Carl is also an act of rebellion against the adults, the only act that the children commit. He is everything that the parents “could or did not want to live with” (192), just like the trash in the junkyard and the trash they put on the Barrington’s lawn. As if he were a computer to be programmed, the boys have made every aspect of Carl’s personality and existence into what they need to cope with the problems they are faced with. Carl is described as “their friend and robot” (192) because although he is comforting like a good friend, he is created to serve a specific purpose with precision, like a robot. Now just as quickly as the boys created him, he is “banished’ (192).

The boys form Carl Barrington from the experiences they have with Carl McAfee and various characteristics of the children. By combining the qualities of the two worlds, black and white, in Carl Barrington, the boys integrate themselves. Grover says about the adults, “They don’t know it, but we’re integrated” (188). In the creation of an imaginary friend, the boys have created a safe person to express their fears and secret understanding of the adult world. Carl provides a transition from childhood into adulthood by providing the boys with a voice to speak through when they are too afraid to say the truth about the racism in their communities and families. Carl’s creation is the only act of rebellion the boys have against their parents which wounds them even deeper than any large scale attack on the school or town with vandalism.

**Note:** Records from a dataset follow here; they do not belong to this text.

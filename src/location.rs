//! Where the log file lives.
//!
//! The directory is derived from `TMT_LOG_HOME` (falling back to `/tmp`) by
//! plain string joining, so `TMT_LOG_HOME=/var/log` yields
//! `/var/log/tmt/logs/app.log`.

use crate::{Error, Result};
use std::path::{Path, PathBuf};

/// Environment variable holding the log home.
pub const LOG_HOME_ENV: &str = "TMT_LOG_HOME";
/// Log home used when the environment variable is unset or empty.
pub const DEFAULT_LOG_HOME: &str = "/tmp";
/// Directory appended to the log home.
pub const LOG_SUBDIR: &str = "/tmt/logs";
/// File name appended to the log directory.
pub const LOG_FILE_NAME: &str = "/app.log";

/// Resolved log directory and file path.
#[derive(Debug, Clone, PartialEq, Eq)]
pub struct LogLocation {
    dir: String,
    file: String,
}

impl LogLocation {
    /// Resolve from `TMT_LOG_HOME`.
    ///
    /// The path ends up in a JSON string, so a home that is not valid UTF-8
    /// is an error rather than a fallback to `/tmp`.
    pub fn from_env() -> Result<Self> {
        let home = match std::env::var_os(LOG_HOME_ENV) {
            None => None,
            Some(home) => Some(home.into_string().map_err(|home| {
                Error::Config(format!(
                    "{LOG_HOME_ENV} is not valid UTF-8: {}",
                    home.to_string_lossy()
                ))
            })?),
        };
        Ok(Self::from_home(home.as_deref()))
    }

    /// Resolve from an explicit home; `None` and `""` mean `/tmp`.
    pub fn from_home(home: Option<&str>) -> Self {
        let home = home.filter(|h| !h.is_empty()).unwrap_or(DEFAULT_LOG_HOME);
        let dir = format!("{home}{LOG_SUBDIR}");
        let file = format!("{dir}{LOG_FILE_NAME}");
        Self { dir, file }
    }

    pub fn dir(&self) -> &Path {
        Path::new(&self.dir)
    }

    pub fn file(&self) -> &Path {
        Path::new(&self.file)
    }

    /// The file path exactly as it is written into the config document.
    pub fn file_str(&self) -> &str {
        &self.file
    }

    /// Create the log directory and any missing parents.
    pub fn ensure(&self) -> Result<()> {
        std::fs::create_dir_all(&self.dir).map_err(|source| Error::CreateDir {
            path: PathBuf::from(&self.dir),
            source,
        })?;
        tracing::debug!(dir = %self.dir, "log directory ready");
        Ok(())
    }
}
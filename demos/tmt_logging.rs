//! Bootstraps logging from `demos/logging.json`.
//!
//! Run with:
//! ```bash
//! TMT_LOG_HOME=/tmp cargo run --example tmt_logging
//! ```

fn main() -> Result<(), Box<dyn std::error::Error>> {
    let handle = tmtlog::builder()
        .with_config_path("demos/logging.json")
        .init()?;

    tracing::info!(files = ?handle.files(), "This is the logger configured from logging.json");
    tracing::debug!("Debug records only reach the file handler");
    tracing::warn!(error_code = 404, path = "/api/users", "Resource not found");

    let span = tracing::info_span!("request_handler", request_id = "req-xyz-789");
    let _enter = span.enter();
    tracing::info!("Processing request");

    Ok(())
}
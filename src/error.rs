use std::path::PathBuf;
use thiserror::Error as ThisError;

/// Errors raised while bootstrapping logging
#[derive(ThisError, Debug)]
pub enum Error {
    /// The configuration file could not be read.
    #[error("failed to read config file {}: {source}", .path.display())]
    Read {
        path: PathBuf,
        source: std::io::Error,
    },
    /// The configuration file is not valid JSON.
    #[error("failed to parse config file {}: {source}", .path.display())]
    Parse {
        path: PathBuf,
        source: serde_json::Error,
    },
    /// The log directory could not be created.
    #[error("failed to create log directory {}: {source}", .path.display())]
    CreateDir {
        path: PathBuf,
        source: std::io::Error,
    },
    /// A key expected by the patch is absent from the document.
    #[error("missing key `{0}` in config document")]
    MissingKey(String),
    /// A key on the patch path holds something other than an object.
    #[error("`{0}` is not an object in config document")]
    NotAnObject(String),
    /// The logging section does not have the expected shape.
    #[error("invalid logging section: {0}")]
    Json(#[from] serde_json::Error),
    /// The logging section is inconsistent (unknown handler, bad level, ...).
    #[error("Configuration error: {0}")]
    Config(String),
    /// I/O operation failed.
    #[error("IO error: {0}")]
    Io(#[from] std::io::Error),
    /// Installing the subscriber failed.
    #[error("Initialization error: {0}")]
    Init(String),
}

impl Error {
    /// True when the configuration file itself does not exist.
    pub fn is_not_found(&self) -> bool {
        matches!(self, Error::Read { source, .. } if source.kind() == std::io::ErrorKind::NotFound)
    }
}

/// Result type alias
pub type Result<T> = std::result::Result<T, Error>;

In both stories “The Secret Integration” and “The Yellow Wallpaper”, the characters create an imaginary being to express emotions or needs that they otherwise have no way to express. The invalid in “The Yellow Wallpaper” is dealing with marital problems and possibly postpartum depression. She is stuck in this room that is torturous for her to look at because she sees a woman locked behind the pattern in the wallpaper. This jailed woman takes more and more presence in the character’s life each day, until she decides she must help the woman in the wallpaper to escape. This represents her own need to escape, whether it be the room, her marriage, or just her crazed state of mind. The woman in the wallpaper is present to express the imprisonment that the character feels in her own life.

When the woman in the wallpaper escapes, it is as though the character is finally confronted with reality and reacts with apparent madness. This story was written in the first decade of the twentieth century when mental illnesses were still largely misunderstood. In this story, creating an imaginary person from the need to express something does not help the character, but leads to her complete derangement. In “The Secret Integration” creating an imaginary person for this same reason does not result in insanity on the part of the creators, but is a positive force on the boys’ coping with their problems. This shows the different roles of psychology in literature from the early to the late nineteen hundreds. The delusions of a woman in 1910 are deemed mentally unstable, while the delusions of young boys in the 1960s are categorized as healthy coping mechanisms.